But now the scales are falling off, and I’m getting my sight back. I’m seeing things I haven’t seen before about myself. All the distractions I once used to manage my life—by running here and there—have been removed. I’ve been forced into stillness and into an incredible time of self-examination. And in this silence, I’ve been getting my sight back. The scales are falling from my eyes. I’m coming out of denial.
The beginning of transformation always begins with self-awareness. This is why we call denial, the ultimate enabler, because it causes us to make selfish and dysfunctional responses, not honest ones. And my time of social distancing has forced me into honest introspection.
My soul suffered at first in this silence. I wanted to run, to get busy, to meet with friends and staff. But silence told me to sit at its feet. And it has been here that I’ve discovered the strength of vulnerability.

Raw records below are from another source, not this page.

pub mod http;

use std::collections::HashMap;
use std::sync::Mutex;

use async_trait::async_trait;
use chrono::{DateTime, Utc};

use draftmill_schema::{ContentDraft, ContentIdea, DraftStatus, IdeaStatus, Transcript};

pub use http::HttpRecordStore;

#[derive(Debug, thiserror::Error)]
pub enum StoreError {
    #[error("record not found: {collection}/{id}")]
    NotFound { collection: String, id: String },
    #[error("record store request failed: {0}")]
    Transport(String),
    #[error("record store returned malformed data: {0}")]
    Malformed(String),
}

impl From<reqwest::Error> for StoreError {
    fn from(err: reqwest::Error) -> Self {
        StoreError::Transport(err.to_string())
    }
}

pub type StoreResult<T> = Result<T, StoreError>;

/// The durable system of record: transcripts plus content records (ideas
/// and drafts). Everything draftmill holds in memory is rebuildable from
/// this store.
#[async_trait]
pub trait RecordStore: Send + Sync {
    /// One-time startup step; a no-op when the schema already exists.
    async fn ensure_schema(&self) -> StoreResult<()>;

    async fn put_transcript(&self, transcript: &Transcript) -> StoreResult<()>;
    async fn recent_transcripts(&self, since: DateTime<Utc>) -> StoreResult<Vec<Transcript>>;
    async fn transcript_ids(&self) -> StoreResult<Vec<String>>;
    /// Lazy full-text load for a transcript stored without inline content.
    async fn load_transcript_content(&self, id: &str) -> StoreResult<String>;

    async fn put_idea(&self, idea: &ContentIdea) -> StoreResult<()>;
    async fn set_idea_status(&self, id: &str, status: IdeaStatus) -> StoreResult<()>;
    async fn load_ideas(&self) -> StoreResult<Vec<ContentIdea>>;

    async fn put_draft(&self, draft: &ContentDraft) -> StoreResult<()>;
    async fn set_draft_status(&self, id: &str, status: DraftStatus) -> StoreResult<()>;
}

/// In-memory store for tests and offline runs.
#[derive(Default)]
pub struct MemRecordStore {
    inner: Mutex<MemInner>,
}

#[derive(Default)]
struct MemInner {
    transcripts: HashMap<String, Transcript>,
    ideas: HashMap<String, ContentIdea>,
    drafts: HashMap<String, ContentDraft>,
}

impl MemRecordStore {
    pub fn new() -> Self {
        Self::default()
    }

    pub fn draft(&self, id: &str) -> Option<ContentDraft> {
        self.inner.lock().unwrap().drafts.get(id).cloned()
    }

    pub fn idea(&self, id: &str) -> Option<ContentIdea> {
        self.inner.lock().unwrap().ideas.get(id).cloned()
    }
}

#[async_trait]
impl RecordStore for MemRecordStore {
    async fn ensure_schema(&self) -> StoreResult<()> {
        Ok(())
    }

    async fn put_transcript(&self, transcript: &Transcript) -> StoreResult<()> {
        self.inner
            .lock()
            .unwrap()
            .transcripts
            .insert(transcript.id.clone(), transcript.clone());
        Ok(())
    }

    async fn recent_transcripts(&self, since: DateTime<Utc>) -> StoreResult<Vec<Transcript>> {
        let inner = self.inner.lock().unwrap();
        let mut out: Vec<Transcript> = inner
            .transcripts
            .values()
            .filter(|t| t.recorded_at >= since)
            .cloned()
            .collect();
        out.sort_by_key(|t| std::cmp::Reverse(t.recorded_at));
        Ok(out)
    }

    async fn transcript_ids(&self) -> StoreResult<Vec<String>> {
        Ok(self.inner.lock().unwrap().transcripts.keys().cloned().collect())
    }

    async fn load_transcript_content(&self, id: &str) -> StoreResult<String> {
        let inner = self.inner.lock().unwrap();
        inner
            .transcripts
            .get(id)
            .and_then(|t| t.content.clone())
            .ok_or_else(|| StoreError::NotFound {
                collection: "transcripts".into(),
                id: id.into(),
            })
    }

    async fn put_idea(&self, idea: &ContentIdea) -> StoreResult<()> {
        self.inner
            .lock()
            .unwrap()
            .ideas
            .insert(idea.id.clone(), idea.clone());
        Ok(())
    }

    async fn set_idea_status(&self, id: &str, status: IdeaStatus) -> StoreResult<()> {
        let mut inner = self.inner.lock().unwrap();
        match inner.ideas.get_mut(id) {
            Some(idea) => {
                idea.status = status;
                Ok(())
            }
            None => Err(StoreError::NotFound {
                collection: "content".into(),
                id: id.into(),
            }),
        }
    }

    async fn load_ideas(&self) -> StoreResult<Vec<ContentIdea>> {
        let inner = self.inner.lock().unwrap();
        let mut out: Vec<ContentIdea> = inner.ideas.values().cloned().collect();
        out.sort_by_key(|i| i.created_at);
        Ok(out)
    }

    async fn put_draft(&self, draft: &ContentDraft) -> StoreResult<()> {
        self.inner
            .lock()
            .unwrap()
            .drafts
            .insert(draft.id.clone(), draft.clone());
        Ok(())
    }

    async fn set_draft_status(&self, id: &str, status: DraftStatus) -> StoreResult<()> {
        let mut inner = self.inner.lock().unwrap();
        match inner.drafts.get_mut(id) {
            Some(draft) => {
                draft.status = status;
                Ok(())
            }
            None => Err(StoreError::NotFound {
                collection: "content".into(),
                id: id.into(),
            }),
        }
    }
}

#[cfg(test)]
mod tests {
    use super::*;
    use chrono::Duration;
    use draftmill_schema::{OutputFormat, TranscriptSource};

    fn transcript(id: &str, age_days: i64) -> Transcript {
        Transcript {
            id: id.into(),
            meeting_id: format!("m-{id}"),
            title: "call".into(),
            recorded_at: Utc::now() - Duration::days(age_days),
            participants: vec![],
            content: Some("text".into()),
            source: TranscriptSource::Tldv,
        }
    }

    fn idea(id: &str) -> ContentIdea {
        ContentIdea {
            id: id.into(),
            source_transcript_ids: vec![],
            theme: "t".into(),
            hook: format!("hook {id}"),
            quotes: vec![],
            suggested_format: OutputFormat::Newsletter,
            status: IdeaStatus::Extracted,
            created_at: Utc::now(),
        }
    }

    #[tokio::test]
    async fn recent_transcripts_filters_by_window() {
        let store = MemRecordStore::new();
        store.put_transcript(&transcript("old", 30)).await.unwrap();
        store.put_transcript(&transcript("new", 1)).await.unwrap();

        let recent = store
            .recent_transcripts(Utc::now() - Duration::days(7))
            .await
            .unwrap();
        assert_eq!(recent.len(), 1);
        assert_eq!(recent[0].id, "new");
    }

    #[tokio::test]
    async fn load_content_missing_is_not_found() {
        let store = MemRecordStore::new();
        let err = store.load_transcript_content("nope").await.unwrap_err();
        assert!(matches!(err, StoreError::NotFound { .. }));
    }

    #[tokio::test]
    async fn set_idea_status_updates_in_place() {
        let store = MemRecordStore::new();
        store.put_idea(&idea("i-1")).await.unwrap();
        store
            .set_idea_status("i-1", IdeaStatus::Interviewing)
            .await
            .unwrap();
        assert_eq!(store.idea("i-1").unwrap().status, IdeaStatus::Interviewing);
    }

    #[tokio::test]
    async fn set_status_on_missing_idea_fails() {
        let store = MemRecordStore::new();
        let err = store
            .set_idea_status("ghost", IdeaStatus::Published)
            .await
            .unwrap_err();
        assert!(matches!(err, StoreError::NotFound { .. }));
    }
}
#[tokio::test]
async fn threaded_reply_routes_to_its_session_not_latest() {
    let fix = fixture(ScriptedDrafter::default());
    seed(
        &fix,
        vec![
            idea("i-1", "first hook", OutputFormat::LinkedinPost),
            idea("i-2", "second hook", OutputFormat::LinkedinPost),
        ],
    )
    .await;

    // Start both interviews; the second is "latest".
    fix.pipeline.handle_message("ideas", None).await.unwrap();
    fix.pipeline.handle_message("1", None).await.unwrap();
    fix.pipeline.handle_message("ideas", None).await.unwrap();
    fix.pipeline.handle_message("1", None).await.unwrap();

    // The first interview's opening DM was the second send overall
    // (listing came first), so its thread anchor is "1.000".
    fix.pipeline
        .handle_message("reply meant for the first idea", Some("1.000"))
        .await
        .unwrap();

    // The follow-up question lands in that same thread.
    let threads: Vec<Sent> = fix
        .chat
        .all()
        .into_iter()
        .filter(|s| matches!(s, Sent::Thread { .. }))
        .collect();
    assert_eq!(
        threads,
        vec![Sent::Thread {
            thread_ts: "1.000".into(),
            text: "And then what happened?".into()
        }]
    );
}

// ----------------------------------------------------------------------
// Rework
// ----------------------------------------------------------------------

async fn draft_one(fix: &Fixture) -> String {
    seed(fix, vec![idea("i-1", "hook", OutputFormat::LinkedinPost)]).await;
    start_first_idea(fix).await;
    fix.pipeline.handle_message("answer one", None).await.unwrap();
    fix.pipeline.handle_message("answer two", None).await.unwrap();
    fix.chat.cards()[0].1.clone()
}

#[tokio::test]
async fn rework_chain_yields_gap_free_versions() {
    let fix = fixture(ScriptedDrafter::with_judgments(vec![true]));
    let v1 = draft_one(&fix).await;

    click(&fix, DraftAction::Rework, &v1).await;
    fix.pipeline.handle_message("punchier", None).await.unwrap();
    let cards = fix.chat.cards();
    assert_eq!(cards.len(), 2);
    let v2 = cards[1].1.clone();
    assert_ne!(v1, v2);
    assert_eq!(fix.store.draft(&v2).unwrap().version, 2);

    click(&fix, DraftAction::Rework, &v2).await;
    fix.pipeline.handle_message("shorter", None).await.unwrap();
    let cards = fix.chat.cards();
    assert_eq!(cards.len(), 3);
    let v3 = cards[2].1.clone();
    assert_eq!(fix.store.draft(&v3).unwrap().version, 3);

    // Lineage is exactly 1, 2, 3 with fresh ids.
    let versions: Vec<u32> = [&v1, &v2, &v3]
        .iter()
        .map(|id| fix.store.draft(id).unwrap().version)
        .collect();
    assert_eq!(versions, vec![1, 2, 3]);
}

#[tokio::test]
async fn second_feedback_message_is_not_merged_into_the_rework() {
    let fix = fixture(ScriptedDrafter::with_judgments(vec![true]));
    let v1 = draft_one(&fix).await;

    click(&fix, DraftAction::Rework, &v1).await;
    fix.pipeline.handle_message("feedback one", None).await.unwrap();
    // The pending flag was cleared before the rework call, so this second
    // message is ordinary text, not feedback.
    fix.pipeline.handle_message("feedback two", None).await.unwrap();

    assert_eq!(fix.drafter.rework_calls.load(Ordering::SeqCst), 1);
    assert_eq!(fix.chat.cards().len(), 2);
    assert!(fix.chat.last_dm().unwrap().contains("Noted"));
}

#[tokio::test]
async fn cancel_clears_pending_rework() {
    let fix = fixture(ScriptedDrafter::with_judgments(vec![true]));
    let v1 = draft_one(&fix).await;

    click(&fix, DraftAction::Rework, &v1).await;
    fix.pipeline.handle_message("cancel", None).await.unwrap();
    assert!(fix.chat.last_dm().unwrap().contains("canceled"));

    // Follow-up text is no longer feedback.
    fix.pipeline.handle_message("this would have been feedback", None).await.unwrap();
    assert_eq!(fix.drafter.rework_calls.load(Ordering::SeqCst), 0);
}

#[tokio::test]
async fn command_while_rework_pending_clears_it_and_runs() {
    let fix = fixture(ScriptedDrafter::with_judgments(vec![true]));
    let v1 = draft_one(&fix).await;

    click(&fix, DraftAction::Rework, &v1).await;
    fix.pipeline.handle_message("status", None).await.unwrap();
    assert!(fix.chat.last_dm().unwrap().contains("Pipeline:"));

    fix.pipeline.handle_message("free text now", None).await.unwrap();
    assert_eq!(fix.drafter.rework_calls.load(Ordering::SeqCst), 0);
}

// ----------------------------------------------------------------------
// Actions
// ----------------------------------------------------------------------

#[tokio::test]
async fn approve_reflects_to_store_and_idea() {
    let fix = fixture(ScriptedDrafter::with_judgments(vec![true]));
    let draft_id = draft_one(&fix).await;

    click(&fix, DraftAction::Approve, &draft_id).await;

    assert_eq!(fix.store.draft(&draft_id).unwrap().status, DraftStatus::Approved);
    assert_eq!(
        fix.registry.lock().await.get("i-1").unwrap().status,
        IdeaStatus::Approved
    );
    assert!(fix.chat.last_dm().unwrap().contains("Approved"));

    // Clicking it again is harmless.
    click(&fix, DraftAction::Approve, &draft_id).await;
    assert_eq!(fix.store.draft(&draft_id).unwrap().status, DraftStatus::Approved);
}

#[tokio::test]
async fn action_on_unknown_draft_reports_not_found() {
    let fix = fixture(ScriptedDrafter::default());
    click(&fix, DraftAction::Approve, "d-stale").await;
    assert!(fix.chat.last_dm().unwrap().contains("can't find that draft"));
}

#[tokio::test]
async fn syndicate_rejects_non_linkedin_formats() {
    let fix = fixture(ScriptedDrafter::with_judgments(vec![true]));
    seed(&fix, vec![idea("i-1", "hook", OutputFormat::Newsletter)]).await;
    start_first_idea(&fix).await;
    fix.pipeline.handle_message("a", None).await.unwrap();
    fix.pipeline.handle_message("b", None).await.unwrap();
    let draft_id = fix.chat.cards()[0].1.clone();

    click(&fix, DraftAction::Syndicate, &draft_id).await;
    assert!(fix.chat.last_dm().unwrap().contains("LinkedIn posts"));
    assert_eq!(fix.drafter.to_thread_calls.load(Ordering::SeqCst), 0);
}

#[tokio::test]
async fn syndicate_converts_linkedin_drafts() {
    let fix = fixture(ScriptedDrafter::with_judgments(vec![true]));
    let draft_id = draft_one(&fix).await;
    let before = fix.drafter.to_thread_calls.load(Ordering::SeqCst);

    click(&fix, DraftAction::Syndicate, &draft_id).await;
    assert_eq!(fix.drafter.to_thread_calls.load(Ordering::SeqCst), before + 1);
    assert!(fix.chat.last_dm().unwrap().contains("THREAD["));
}

// ----------------------------------------------------------------------
// Commands
// ----------------------------------------------------------------------

#[tokio::test]
async fn draft_by_out_of_range_number_makes_no_calls() {
    let fix = fixture(ScriptedDrafter::default());
    seed(
        &fix,
        vec![
            idea("i-1", "one", OutputFormat::LinkedinPost),
            idea("i-2", "two", OutputFormat::LinkedinPost),
        ],
    )
    .await;

    fix.pipeline.handle_message("ideas", None).await.unwrap();
    fix.pipeline.handle_message("3", None).await.unwrap();

    assert!(fix.chat.last_dm().unwrap().contains("No idea at position 3"));
    assert_eq!(fix.drafter.opening_calls.load(Ordering::SeqCst), 0);
    assert_eq!(
        fix.registry.lock().await.get("i-1").unwrap().status,
        IdeaStatus::Extracted
    );
}

#[tokio::test]
async fn stop_returns_the_idea_to_the_backlog() {
    let fix = fixture(ScriptedDrafter::default());
    seed(&fix, vec![idea("i-1", "hook one", OutputFormat::LinkedinPost)]).await;
    start_first_idea(&fix).await;

    fix.pipeline.handle_message("stop", None).await.unwrap();
    assert!(fix.chat.last_dm().unwrap().contains("Stopped"));
    assert_eq!(
        fix.registry.lock().await.get("i-1").unwrap().status,
        IdeaStatus::Extracted
    );

    fix.pipeline.handle_message("ideas", None).await.unwrap();
    assert!(fix.chat.last_dm().unwrap().contains("hook one"));
}

#[tokio::test]
async fn stop_with_no_session_is_a_gentle_no_op() {
    let fix = fixture(ScriptedDrafter::default());
    fix.pipeline.handle_message("stop", None).await.unwrap();
    assert!(fix.chat.last_dm().unwrap().contains("No active interview"));
}

#[tokio::test]
async fn passive_text_is_acknowledged_and_discarded() {
    let fix = fixture(ScriptedDrafter::default());
    fix.pipeline
        .handle_message("interesting weather today", None)
        .await
        .unwrap();
    assert!(fix.chat.last_dm().unwrap().contains("Noted"));
    assert_eq!(fix.drafter.opening_calls.load(Ordering::SeqCst), 0);
}

#[tokio::test]
async fn status_reports_counts() {
    let fix = fixture(ScriptedDrafter::default());
    seed(&fix, vec![idea("i-1", "hook", OutputFormat::LinkedinPost)]).await;
    fix.pipeline.handle_message("status", None).await.unwrap();
    let dm = fix.chat.last_dm().unwrap();
    assert!(dm.contains("1 ideas"));
    assert!(dm.contains("1 waiting"));
}

// ----------------------------------------------------------------------
// Content cycle
// ----------------------------------------------------------------------

#[tokio::test]
async fn content_cycle_is_quiet_when_there_is_nothing_to_do() {
    let fix = fixture(ScriptedDrafter::default());
    fix.pipeline.run_content_cycle().await.unwrap();
    assert!(fix.chat.all().is_empty());
    assert_eq!(fix.drafter.opening_calls.load(Ordering::SeqCst), 0);
}

#[tokio::test]
async fn content_cycle_prefers_the_existing_backlog() {
    let fix = fixture(ScriptedDrafter::default());
    seed(&fix, vec![idea("i-1", "backlog hook", OutputFormat::LinkedinPost)]).await;

    fix.pipeline.run_content_cycle().await.unwrap();

    assert_eq!(fix.drafter.extract_calls.load(Ordering::SeqCst), 0);
    assert!(fix.chat.dms().iter().any(|d| d.contains("Opening: backlog hook")));
}

#[tokio::test]
async fn content_cycle_mines_a_recent_window_when_backlog_is_empty() {
    let drafter = ScriptedDrafter::default();
    drafter
        .extract_hooks
        .lock()
        .unwrap()
        .push_back(vec!["cycle hook".into()]);
    let fix = fixture(drafter);

    fix.store
        .put_transcript(&Transcript {
            id: "t-1".into(),
            meeting_id: "m-1".into(),
            title: "recent call".into(),
            recorded_at: Utc::now(),
            participants: vec![],
            content: Some("plenty of material".into()),
            source: TranscriptSource::Tldv,
        })
        .await
        .unwrap();

    fix.pipeline.run_content_cycle().await.unwrap();

    assert_eq!(fix.drafter.extract_calls.load(Ordering::SeqCst), 1);
    assert!(fix.chat.dms().iter().any(|d| d.contains("Opening: cycle hook")));
}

Thomas Keating once wrote, “… whenever a certain amount of emotional pain is evacuated, interior space opens up within us. We are closer to the spiritual level of our being, closer to our true self, and closer to the Source of our being, which lies in our inmost center but is buried under the emotional debris of a lifetime. We are closer to God because through the process of unloading we have evacuated some of the material that was hiding the divine presence.”[i]

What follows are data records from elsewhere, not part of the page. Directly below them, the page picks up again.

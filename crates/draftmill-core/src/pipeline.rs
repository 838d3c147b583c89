//! The pipeline orchestrator: chat-driven command routing, the interview
//! and draft lifecycle, and the periodic content cycle.
//!
//! Shared state lives behind tokio mutexes whose scopes end before any
//! external-service await. Between an external call's suspension and its
//! resumption other events may interleave, so nothing here assumes state
//! is unchanged across an await — the rework handler's clear-before-call
//! is the template.

use std::sync::Arc;

use anyhow::{Context, Result};
use async_trait::async_trait;
use chrono::{Duration, Utc};
use tokio::sync::Mutex;
use uuid::Uuid;

use draftmill_channels::{ChatEventHandler, ChatTransport};
use draftmill_drafting::{DraftingService, VoiceProfile};
use draftmill_schema::{
    ChatEvent, ContentDraft, ContentIdea, DraftAction, DraftStatus, IdeaStatus, InterviewMessage,
    MessageRole, OutputFormat, PendingRework,
};
use draftmill_scheduler::CycleTask;
use draftmill_store::RecordStore;
use draftmill_tldv::TranscriptFeed;

use crate::mining::MiningQueue;
use crate::registry::IdeaRegistry;
use crate::routing::{route, Command, DraftTarget, Route};
use crate::session::SessionBook;

/// Conversational circuit-breaker: at this many messages the interview is
/// judged "enough" regardless of the drafting service's opinion.
const MAX_INTERVIEW_MESSAGES: usize = 10;
/// Below this many author replies the judgment is never even asked.
const MIN_USER_EXCHANGES: usize = 2;

const CYCLE_MINING_WINDOW_DAYS: i64 = 7;
const COMMAND_MINING_WINDOW_DAYS: i64 = 90;
const IDEAS_LISTING_LIMIT: usize = 10;

const HELP_TEXT: &str = "Commands:\n\
• `status` — pipeline counts\n\
• `ideas` — list unprocessed ideas\n\
• `mine` — dig the last 90 days of transcripts\n\
• `draft <n>` or a bare number — start interviewing an idea\n\
• `stop` / `done` — park the current interview\n\
• `cancel` — drop a pending rework\n\
Anything else mid-interview is treated as your answer.";

pub struct Pipeline {
    registry: Arc<Mutex<IdeaRegistry>>,
    book: Mutex<SessionBook>,
    mining: Arc<MiningQueue>,
    drafting: Arc<dyn DraftingService>,
    store: Arc<dyn RecordStore>,
    chat: Arc<dyn ChatTransport>,
    feed: Arc<dyn TranscriptFeed>,
    voice: VoiceProfile,
}
pub mod mining;
pub mod pipeline;
pub mod registry;
pub mod routing;
pub mod session;

pub use mining::MiningQueue;
pub use pipeline::{ContentCycleJob, Pipeline, PollJob};
pub use registry::{normalize_hook, IdeaRegistry};
pub use routing::{parse_command, route, Command, DraftTarget, Route, RoutingSnapshot};
pub use session::SessionBook;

And you see, for me, I was hiding the divine presence beneath the activity and busyness of life. But once I unloaded all the running around, the stillness evacuated some of the material that was hiding the divine presence within me. I could suddenly hear the divine speaking peace and joy in my soul. This is how my scales fell away.
So, use this time to open some interior space by self-examination. “… let us throw off everything that hinders and the sin that so easily entangles. And let us run with perseverance the race marked out for us” (Hebrews 12:1). What is hindering you from opening pathways to the divine presence?
For me it was unloading endless activity, but for you it may differ. Maybe it’s an addiction you’ve turned to in these dark times. But it hasn’t worked. The world just seems heavier on your shoulders. If this is the case, then you are only trying to silence the voices, which makes self-examination difficult. But transformation begins with self-examination.
So let me give you some action steps to help you unload and create inner space for the divine presence.
- Be still and know that he is God.
Knowing that God is in control, and we are out of control, is the first step toward creating inner freedom. We allow peace to enter our soul when we spend time meditating on who is in control. So thank God for being God. Give him your fear of the future. For he will never leave you or forsake you.
- Unload thoughts that lead to despair.
Start by affirming your faith. Tell yourself that all is well with your soul. Talk to your soul the way David did. “Why, my soul, are you downcast? Why so disturbed within me? Put your hope in God, for I will yet praise him, my Savior and my God” (Psalm 42:5).
- Acknowledge that the divine presence lives in you.
Richard Rohr writes, “This realization that Someone is living in us and through us is exactly how we plug into a much larger mind and heart beyond our own.”[ii]
This is how the scales fall off. We realize the divine presence within. We plug into a much larger mind and heart.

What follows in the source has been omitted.